(Collected data)
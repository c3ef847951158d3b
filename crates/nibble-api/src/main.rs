mod config;
mod error;
mod routes;

use std::sync::Arc;

use config::AppConfig;
use routes::{app_router, AppState};

#[tokio::main]
async fn main() -> Result<(), Box<dyn std::error::Error>> {
    // Only load .env in development; production uses platform-native env injection.
    #[cfg(debug_assertions)]
    dotenvy::dotenv().ok();

    tracing_subscriber::fmt()
        .with_env_filter(
            tracing_subscriber::EnvFilter::from_default_env()
                .add_directive("nibble_api=info".parse().expect("valid directive")),
        )
        .init();

    let config = Arc::new(AppConfig::from_env()?);
    tracing::info!("Starting nibble-api with config: {:?}", config);

    let state = AppState::from_config(config);
    let bind_addr = state.config.bind_addr.clone();
    let router = app_router(state);

    let listener = tokio::net::TcpListener::bind(&bind_addr).await?;
    tracing::info!("nibble-api listening on {}", bind_addr);
    axum::serve(listener, router).await?;
    Ok(())
}
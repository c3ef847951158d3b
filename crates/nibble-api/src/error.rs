use axum::http::StatusCode;
use axum::response::{IntoResponse, Response};
use axum::Json;
use serde::Serialize;
use thiserror::Error;

#[derive(Debug, Error)]
pub enum AppError {
    #[error("Not found")]
    NotFound,
    #[error("Internal server error: {0}")]
    Internal(String),
}

#[derive(Debug, Serialize)]
struct ErrorBody {
    error: String,
}

impl From<nibble_core::Error> for AppError {
    fn from(err: nibble_core::Error) -> Self {
        match err {
            nibble_core::Error::NotFound(_) => Self::NotFound,
            other => Self::Internal(other.to_string()),
        }
    }
}

impl IntoResponse for AppError {
    fn into_response(self) -> Response {
        let status = match self {
            Self::NotFound => StatusCode::NOT_FOUND,
            Self::Internal(_) => StatusCode::INTERNAL_SERVER_ERROR,
        };
        let body = ErrorBody {
            error: self.to_string(),
        };
        (status, Json(body)).into_response()
    }
}
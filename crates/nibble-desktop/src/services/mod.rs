//! Desktop services

mod api;

pub use api::{ApiClient, ApiError};
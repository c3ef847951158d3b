//! Application views

mod browse;
mod create;

pub use browse::Browse;
pub use create::Create;
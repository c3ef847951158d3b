//! UI Components
//!
//! Reusable UI components for the desktop application.

pub mod dialogs;
mod edit_dialog;
mod idea_table;
mod pagination;
mod search_bar;
mod sidebar;
mod status_banner;

pub use edit_dialog::EditDialog;
pub use idea_table::IdeaTable;
pub use pagination::Pagination;
pub use search_bar::SearchBar;
pub use sidebar::Sidebar;
pub use status_banner::StatusBanner;
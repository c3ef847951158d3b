//! Creation view - the new food idea form

use dioxus::prelude::*;

use nibble_core::models::normalize_recipe;
use nibble_core::IdeaDraft;

use crate::components::dialogs::alert;
use crate::state::{AppState, StatusMessage};

const SOCIAL_PLATFORMS: [&str; 4] = ["Facebook", "Instagram", "TikTok", "YouTube"];
const CONTRIBUTORS: [&str; 2] = ["Lawrence", "Ynna"];

const FIELD_STYLE: &str = "
    width: 100%;
    padding: 8px 10px;
    border: 1px solid #d0d0d0;
    border-radius: 6px;
    font-size: 14px;
    box-sizing: border-box;
";
const LABEL_STYLE: &str = "display: block; font-weight: 500; margin-bottom: 6px;";

/// Creation view: collect a new record and submit it to the API
#[component]
pub fn Create() -> Element {
    let mut state = use_context::<AppState>();

    let mut meal = use_signal(String::new);
    let mut food = use_signal(String::new);
    let mut social_media = use_signal(String::new);
    let mut done_by = use_signal(String::new);
    let mut link = use_signal(String::new);
    let mut recipe = use_signal(String::new);

    let submit = move |_| {
        let draft = IdeaDraft {
            meal: meal(),
            food: food(),
            social_media: social_media(),
            done_by: done_by(),
            link: link(),
            recipe: normalize_recipe(&recipe()),
        };

        spawn(async move {
            let api = (state.api)();
            match api.create(&draft).await {
                Ok(()) => {
                    tracing::info!(food = %draft.food, "Saved food idea");
                    state
                        .status
                        .set(Some(StatusMessage::Success("Food idea saved!".to_string())));
                    // Back to empty defaults
                    meal.set(String::new());
                    food.set(String::new());
                    social_media.set(String::new());
                    done_by.set(String::new());
                    link.set(String::new());
                    recipe.set(String::new());
                    // Let a mounted browsing view know the list changed
                    state.notify_changed();
                }
                Err(err) => {
                    // Form contents are kept so the user can retry
                    tracing::error!("Failed to save food idea: {err}");
                    alert("Save failed", "The food idea could not be saved.").await;
                }
            }
        });
    };

    rsx! {
        div {
            class: "create-view",
            style: "padding: 24px; display: flex; justify-content: center;",

            div {
                class: "create-card",
                style: "
                    width: 560px;
                    max-width: 100%;
                    background: #ffffff;
                    border: 1px solid #e0e0e0;
                    border-radius: 10px;
                    padding: 24px;
                    display: flex;
                    flex-direction: column;
                    gap: 16px;
                ",

                div {
                    h2 { style: "margin: 0 0 4px; font-size: 18px;", "Create Food Idea" }
                    p {
                        style: "margin: 0; color: #707070;",
                        "Fill out the form below to add a new food idea."
                    }
                }

                div {
                    label { style: LABEL_STYLE, "Type" }
                    select {
                        value: "{meal}",
                        onchange: move |evt| meal.set(evt.value()),
                        style: FIELD_STYLE,

                        option { value: "", disabled: true, selected: meal().is_empty(), "Select type" }
                        option { value: "Breakfast", "Breakfast" }
                        option { value: "Lunch", "Lunch" }
                        option { value: "Dinner", "Dinner" }
                    }
                }

                div {
                    label { style: LABEL_STYLE, "Food" }
                    input {
                        r#type: "text",
                        placeholder: "Enter food name",
                        value: "{food}",
                        oninput: move |evt| food.set(evt.value()),
                        style: FIELD_STYLE,
                    }
                }

                div {
                    label { style: LABEL_STYLE, "Social Media" }
                    select {
                        value: "{social_media}",
                        onchange: move |evt| social_media.set(evt.value()),
                        style: FIELD_STYLE,

                        option { value: "", disabled: true, selected: social_media().is_empty(), "Select platform" }
                        for platform in SOCIAL_PLATFORMS {
                            option { key: "{platform}", value: "{platform}", "{platform}" }
                        }
                    }
                }

                div {
                    label { style: LABEL_STYLE, "Done By" }
                    select {
                        value: "{done_by}",
                        onchange: move |evt| done_by.set(evt.value()),
                        style: FIELD_STYLE,

                        option { value: "", disabled: true, selected: done_by().is_empty(), "Select person" }
                        for person in CONTRIBUTORS {
                            option { key: "{person}", value: "{person}", "{person}" }
                        }
                    }
                }

                div {
                    label { style: LABEL_STYLE, "Link" }
                    input {
                        r#type: "url",
                        placeholder: "https://example.com",
                        value: "{link}",
                        oninput: move |evt| link.set(evt.value()),
                        style: FIELD_STYLE,
                    }
                }

                div {
                    label { style: LABEL_STYLE, "Recipe (one step per line)" }
                    textarea {
                        placeholder: "Enter recipe steps, each step on a new line",
                        value: "{recipe}",
                        oninput: move |evt| recipe.set(evt.value()),
                        style: "{FIELD_STYLE} min-height: 120px; resize: vertical; font-family: inherit;",
                    }
                }

                div {
                    button {
                        style: "
                            padding: 8px 18px;
                            border: none;
                            border-radius: 6px;
                            background: #1a5bc4;
                            color: #ffffff;
                            font-size: 14px;
                            cursor: pointer;
                        ",
                        onclick: submit,
                        "Create"
                    }
                }
            }
        }
    }
}
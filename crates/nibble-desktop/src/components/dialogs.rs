//! Native dialog helpers

use rfd::{AsyncMessageDialog, MessageButtons, MessageDialogResult, MessageLevel};

/// Blocking failure notification
pub async fn alert(title: &str, description: &str) {
    AsyncMessageDialog::new()
        .set_level(MessageLevel::Error)
        .set_title(title)
        .set_description(description)
        .set_buttons(MessageButtons::Ok)
        .show()
        .await;
}

/// Ask the user to confirm a destructive action
pub async fn confirm(title: &str, description: &str) -> bool {
    AsyncMessageDialog::new()
        .set_level(MessageLevel::Warning)
        .set_title(title)
        .set_description(description)
        .set_buttons(MessageButtons::YesNo)
        .show()
        .await
        == MessageDialogResult::Yes
}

| WHAT TO WORK ON |
Working from the data above, extract solely the lines from the one containing "pub use sidebar::Sidebar;" through the one containing "let mut link = use_signal(String::new);", exactly as they appear, both included.

| EXERCISE ANSWER |
pub use sidebar::Sidebar;
pub use status_banner::StatusBanner;
repository c3ef847951158d3b
//! Creation view - the new food idea form

use dioxus::prelude::*;

use nibble_core::models::normalize_recipe;
use nibble_core::IdeaDraft;

use crate::components::dialogs::alert;
use crate::state::{AppState, StatusMessage};

const SOCIAL_PLATFORMS: [&str; 4] = ["Facebook", "Instagram", "TikTok", "YouTube"];
const CONTRIBUTORS: [&str; 2] = ["Lawrence", "Ynna"];

const FIELD_STYLE: &str = "
    width: 100%;
    padding: 8px 10px;
    border: 1px solid #d0d0d0;
    border-radius: 6px;
    font-size: 14px;
    box-sizing: border-box;
";
const LABEL_STYLE: &str = "display: block; font-weight: 500; margin-bottom: 6px;";

/// Creation view: collect a new record and submit it to the API
#[component]
pub fn Create() -> Element {
    let mut state = use_context::<AppState>();

    let mut meal = use_signal(String::new);
    let mut food = use_signal(String::new);
    let mut social_media = use_signal(String::new);
    let mut done_by = use_signal(String::new);
    let mut link = use_signal(String::new);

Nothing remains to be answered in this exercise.